# Solve the irrational equation

I can not solve the equation:$$\sqrt[4]{x^3-2x^2-5x+6}+\sqrt{x^2+5x+6}=0.$$ Can someone help me. Thanky veru much.

First I solve the equation:$x^3-2x^2-5x+6=0.$ Becouse the sum of the coefficinet of the given equation is $0,$ $(1+(-2)+(-5)+6=0)$, one zero is 1. Now we have a divide $$(x^3-2x^2-5x+6):(x-1)=x^2-x-6$$ i.e., $$x^3-2x^2-5x+6=(x-1)(x^2-x-6)=(x-1)(x+2)(x-3),$$ becouse $$x^2-x-6=0\Rightarrow x_{1,2}=\frac{-(-1)\pm\sqrt{(-1)^2-4\cdot1\cdot(-6)}}{2}=\frac{1\pm \sqrt{1+24}}{2}=\frac{1\pm5}{2}; x_1=-2;x_2=3.$$ Now we solve the equation: $x^2+5x+6=0\Rightarrow x_1=-3,x_2=-2\Rightarrow x^2+5x+6=(x+2)(x+3).$ Now we have: $$\sqrt[4]{x^3-2x^2-5x+6}+\sqrt{x^2+5x+6}=0$$ $$\sqrt[4]{x^3-2x^2-5x+6}=-\sqrt{x^2+5x+6}/^4$$ $$x^3-2x^2-5x+6=(x^2+5x+6)^2$$ $$(x-1)(x+2)(x-3)=[(x+2)(x+3)]^2$$ $$(x-1)(x+2)(x-3)=(x+2)^2(x+3)^2$$ $$(x-1)(x+2)(x-3)-(x+2)^2(x+3)^2=0$$ $$(x+2)[(x-1)(x-3)-(x+2)(x+3)^2]=0$$ $$(x+2)(x^3+7x^2+25x+14)=0$$ $$x+2=0\Rightarrow x=-2$$ $$x^3+7x^2+25x+14=0$$ (you try to solve this equation, subs. $x=\frac{3y-7}{3},$ but will not earn real solution)

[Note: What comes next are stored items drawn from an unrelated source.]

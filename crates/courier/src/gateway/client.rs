//! HTTP client for the restaurant API Gateway.

use std::sync::Arc;

use async_trait::async_trait;
use reqwest::header::{AUTHORIZATION, HeaderMap, HeaderValue};
use secrecy::{ExposeSecret, SecretString};
use serde::de::DeserializeOwned;
use serde::{Deserialize, Serialize};
use tracing::{debug, instrument};

use resto_core::{
    AgentAvailability, AgentId, ClientId, ClientProfile, Delivery, DeliveryAgent, DeliveryId,
    DeliveryUpdate, NewDelivery, NewDeliveryAgent, Role,
};

use super::GatewayError;
use crate::config::GatewayConfig;
use crate::directory::{AgentDirectory, ClientDirectory, DeliveryBoard};
use crate::session::Session;

/// Gateway paths of the backend services.
pub mod paths {
    /// Login endpoint of the auth service.
    pub const LOGIN: &str = "/auth/login";
    /// Client collection of the client service.
    pub const CLIENTS: &str = "/client-api/clients";
    /// Delivery agent collection of the delivery service.
    pub const AGENTS: &str = "/delivery-api/livreurs";
    /// Delivery collection of the delivery service.
    pub const DELIVERIES: &str = "/delivery-api/livraisons";
}

/// Successful login payload.
#[derive(Debug, Clone, Deserialize)]
#[serde(rename_all = "camelCase")]
pub struct LoginResponse {
    /// Bearer token for subsequent calls.
    pub token: String,
    /// Role granted to the user.
    pub role: Role,
    /// Client identity of the user, when the user is a client of the platform.
    #[serde(default)]
    pub client_id: Option<ClientId>,
}

#[derive(Serialize)]
struct LoginRequest<'a> {
    username: &'a str,
    password: &'a str,
}

#[derive(Serialize)]
struct AgentStatusPatch {
    statut: AgentAvailability,
}

/// API Gateway client.
///
/// Cheap to clone. The bearer token, when present, is fixed at construction
/// from an explicit [`Session`]; a new client is built after each login.
#[derive(Clone)]
pub struct GatewayClient {
    inner: Arc<GatewayClientInner>,
}

struct GatewayClientInner {
    client: reqwest::Client,
    base_url: String,
}

impl std::fmt::Debug for GatewayClient {
    fn fmt(&self, f: &mut std::fmt::Formatter<'_>) -> std::fmt::Result {
        f.debug_struct("GatewayClient")
            .field("base_url", &self.inner.base_url)
            .finish_non_exhaustive()
    }
}

impl GatewayClient {
    /// Create a client without credentials (used for login).
    ///
    /// # Errors
    ///
    /// Returns error if the HTTP client fails to build.
    pub fn anonymous(config: &GatewayConfig) -> Result<Self, GatewayError> {
        Self::build(config, None)
    }

    /// Create a client sending the session's bearer token on every request.
    ///
    /// # Errors
    ///
    /// Returns error if the token is not a valid header value or the HTTP
    /// client fails to build.
    pub fn authenticated(config: &GatewayConfig, session: &Session) -> Result<Self, GatewayError> {
        Self::build(config, Some(session.token()))
    }

    fn build(config: &GatewayConfig, token: Option<&SecretString>) -> Result<Self, GatewayError> {
        let mut headers = HeaderMap::new();

        if let Some(token) = token {
            let mut value = HeaderValue::from_str(&format!("Bearer {}", token.expose_secret()))
                .map_err(|e| GatewayError::InvalidRequest(format!("Invalid token format: {e}")))?;
            value.set_sensitive(true);
            headers.insert(AUTHORIZATION, value);
        }

        let client = reqwest::Client::builder()
            .default_headers(headers)
            .timeout(config.timeout)
            .build()?;

        Ok(Self {
            inner: Arc::new(GatewayClientInner {
                client,
                base_url: config.base_url.as_str().trim_end_matches('/').to_string(),
            }),
        })
    }

    fn url(&self, path: &str) -> String {
        format!("{}{path}", self.inner.base_url)
    }

    // =========================================================================
    // Auth service
    // =========================================================================

    /// Exchange credentials for a bearer token.
    ///
    /// # Errors
    ///
    /// Returns [`GatewayError::Unauthorized`] on rejected credentials, or any
    /// other gateway error.
    #[instrument(skip(self, password))]
    pub async fn login(
        &self,
        username: &str,
        password: &SecretString,
    ) -> Result<LoginResponse, GatewayError> {
        let request = LoginRequest {
            username,
            password: password.expose_secret(),
        };
        let response = self
            .inner
            .client
            .post(self.url(paths::LOGIN))
            .json(&request)
            .send()
            .await?;

        handle_json(response).await
    }

    // =========================================================================
    // Client service
    // =========================================================================

    /// Fetch a client profile.
    ///
    /// # Errors
    ///
    /// Returns [`GatewayError::NotFound`] for an unknown client.
    #[instrument(skip(self), fields(client_id = %client_id))]
    pub async fn client_profile(&self, client_id: &ClientId) -> Result<ClientProfile, GatewayError> {
        self.get_json(&format!("{}/{client_id}", paths::CLIENTS)).await
    }

    // =========================================================================
    // Delivery service: agents
    // =========================================================================

    /// Fetch one delivery agent.
    ///
    /// # Errors
    ///
    /// Returns [`GatewayError::NotFound`] for an unknown agent.
    #[instrument(skip(self), fields(agent_id = %agent_id))]
    pub async fn agent(&self, agent_id: &AgentId) -> Result<DeliveryAgent, GatewayError> {
        self.get_json(&format!("{}/{agent_id}", paths::AGENTS)).await
    }

    /// List every delivery agent.
    ///
    /// # Errors
    ///
    /// Returns error if the request fails.
    #[instrument(skip(self))]
    pub async fn agents(&self) -> Result<Vec<DeliveryAgent>, GatewayError> {
        self.get_json(paths::AGENTS).await
    }

    /// Create a delivery agent.
    ///
    /// # Errors
    ///
    /// Returns [`GatewayError::Conflict`] when an agent with the same email
    /// (or credential) already exists.
    #[instrument(skip(self, agent), fields(email = %agent.email))]
    pub async fn create_agent(&self, agent: &NewDeliveryAgent) -> Result<DeliveryAgent, GatewayError> {
        let response = self
            .inner
            .client
            .post(self.url(paths::AGENTS))
            .json(agent)
            .send()
            .await?;

        handle_json(response).await
    }

    /// Delete a delivery agent.
    ///
    /// # Errors
    ///
    /// Returns [`GatewayError::NotFound`] if the agent is already gone.
    #[instrument(skip(self), fields(agent_id = %agent_id))]
    pub async fn delete_agent(&self, agent_id: &AgentId) -> Result<(), GatewayError> {
        let response = self
            .inner
            .client
            .delete(self.url(&format!("{}/{agent_id}", paths::AGENTS)))
            .send()
            .await?;

        handle_empty(response).await
    }

    /// Update a delivery agent's availability.
    ///
    /// # Errors
    ///
    /// Returns error if the request fails.
    #[instrument(skip(self), fields(agent_id = %agent_id))]
    pub async fn set_agent_status(
        &self,
        agent_id: &AgentId,
        availability: AgentAvailability,
    ) -> Result<(), GatewayError> {
        let response = self
            .inner
            .client
            .patch(self.url(&format!("{}/{agent_id}", paths::AGENTS)))
            .json(&AgentStatusPatch {
                statut: availability,
            })
            .send()
            .await?;

        handle_empty(response).await
    }

    // =========================================================================
    // Delivery service: deliveries
    // =========================================================================

    /// List deliveries assigned to an agent.
    ///
    /// # Errors
    ///
    /// Returns error if the request fails.
    #[instrument(skip(self), fields(agent_id = %agent_id))]
    pub async fn deliveries_for_agent(&self, agent_id: &AgentId) -> Result<Vec<Delivery>, GatewayError> {
        let mut url = reqwest::Url::parse(&self.url(paths::DELIVERIES))
            .map_err(|e| GatewayError::InvalidRequest(e.to_string()))?;
        url.query_pairs_mut()
            .append_pair("livreurId", agent_id.as_str());

        let response = self.inner.client.get(url).send().await?;
        handle_json(response).await
    }

    /// Patch a delivery's status.
    ///
    /// # Errors
    ///
    /// Returns error if the request fails.
    #[instrument(skip(self, update), fields(delivery_id = %delivery_id, statut = %update.statut))]
    pub async fn update_delivery(
        &self,
        delivery_id: &DeliveryId,
        update: &DeliveryUpdate,
    ) -> Result<(), GatewayError> {
        let response = self
            .inner
            .client
            .patch(self.url(&format!("{}/{delivery_id}", paths::DELIVERIES)))
            .json(update)
            .send()
            .await?;

        handle_empty(response).await
    }

    /// Create a delivery for a ready order.
    ///
    /// # Errors
    ///
    /// Returns [`GatewayError::Api`] with status 400 when the order already
    /// has a delivery.
    #[instrument(skip(self, delivery), fields(order_id = %delivery.commande_id))]
    pub async fn create_delivery(&self, delivery: &NewDelivery) -> Result<Delivery, GatewayError> {
        let response = self
            .inner
            .client
            .post(self.url(paths::DELIVERIES))
            .json(delivery)
            .send()
            .await?;

        handle_json(response).await
    }

    async fn get_json<T: DeserializeOwned>(&self, path: &str) -> Result<T, GatewayError> {
        let response = self.inner.client.get(self.url(path)).send().await?;
        handle_json(response).await
    }
}

/// Decode a successful JSON response, or map the error status.
async fn handle_json<T: DeserializeOwned>(response: reqwest::Response) -> Result<T, GatewayError> {
    let status = response.status();
    if !status.is_success() {
        return Err(handle_error_status(status, response).await);
    }

    let body = response.text().await?;
    serde_json::from_str(&body)
        .map_err(|e| GatewayError::Parse(format!("Failed to parse response: {e}")))
}

/// Accept any successful response, ignoring its body.
async fn handle_empty(response: reqwest::Response) -> Result<(), GatewayError> {
    let status = response.status();
    if status.is_success() {
        Ok(())
    } else {
        Err(handle_error_status(status, response).await)
    }
}

async fn handle_error_status(status: reqwest::StatusCode, response: reqwest::Response) -> GatewayError {
    let message = response.text().await.unwrap_or_default();
    debug!(status = status.as_u16(), %message, "Gateway returned an error status");
    GatewayError::from_status(status, extract_message(&message))
}

/// Pull the `message` field out of a JSON error body, falling back to the raw body.
fn extract_message(body: &str) -> String {
    serde_json::from_str::<serde_json::Value>(body)
        .ok()
        .and_then(|value| value.get("message")?.as_str().map(str::to_owned))
        .unwrap_or_else(|| body.trim().to_string())
}

#[async_trait]
impl ClientDirectory for GatewayClient {
    async fn client(&self, client_id: &ClientId) -> Result<ClientProfile, GatewayError> {
        self.client_profile(client_id).await
    }
}

#[async_trait]
impl AgentDirectory for GatewayClient {
    async fn agent(&self, agent_id: &AgentId) -> Result<DeliveryAgent, GatewayError> {
        Self::agent(self, agent_id).await
    }

    async fn agents(&self) -> Result<Vec<DeliveryAgent>, GatewayError> {
        Self::agents(self).await
    }

    async fn create_agent(&self, agent: &NewDeliveryAgent) -> Result<DeliveryAgent, GatewayError> {
        Self::create_agent(self, agent).await
    }

    async fn delete_agent(&self, agent_id: &AgentId) -> Result<(), GatewayError> {
        Self::delete_agent(self, agent_id).await
    }
}

#[async_trait]
impl DeliveryBoard for GatewayClient {
    async fn deliveries_for_agent(&self, agent_id: &AgentId) -> Result<Vec<Delivery>, GatewayError> {
        Self::deliveries_for_agent(self, agent_id).await
    }

    async fn update_delivery(
        &self,
        delivery_id: &DeliveryId,
        update: &DeliveryUpdate,
    ) -> Result<(), GatewayError> {
        Self::update_delivery(self, delivery_id, update).await
    }

    async fn create_delivery(&self, delivery: &NewDelivery) -> Result<Delivery, GatewayError> {
        Self::create_delivery(self, delivery).await
    }
}

#[cfg(test)]
mod tests {
    use super::*;

    #[test]
    fn test_extract_message_from_json_body() {
        let body = r#"{"status": 409, "message": "Email déjà utilisé"}"#;
        assert_eq!(extract_message(body), "Email déjà utilisé");
    }

    #[test]
    fn test_extract_message_falls_back_to_raw_body() {
        assert_eq!(extract_message("  upstream timeout \n"), "upstream timeout");
        assert_eq!(extract_message(r#"{"error": "x"}"#), r#"{"error": "x"}"#);
    }

    #[test]
    fn test_url_joins_without_double_slash() {
        let config = GatewayConfig::new(url::Url::parse("http://gateway:8000/").expect("valid url"));
        let client = GatewayClient::anonymous(&config).expect("client builds");
        assert_eq!(
            client.url(paths::AGENTS),
            "http://gateway:8000/delivery-api/livreurs"
        );
    }
}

$\sqrt A$ (and $\sqrt[4]A$), when defined, are non-negative. Hence the equation is equivalent to the system $$\begin{cases}x^3-2x^2-5x+6=0,\\x^2+5x+6=0. \end{cases}$$
• the second line needs an $=0$ as well I think – Aydin Gerek Nov 8 '16 at 16:47
$$\sqrt[4]{x^3-2x^2-5x+6}=\sqrt[4]{(x+2)(x-1)(x-3)}\\\sqrt{x^2+5x+6}=\sqrt{(x+2)(x+3)}$$ Both quantities must be zero then we get the system $$\begin{cases}(x+2)(x-1)(x-3)=0\\(x+2)(x+3)=0\end{cases}$$ It is apparent that $(x+2)=0\iff x=-2$ is the only solution.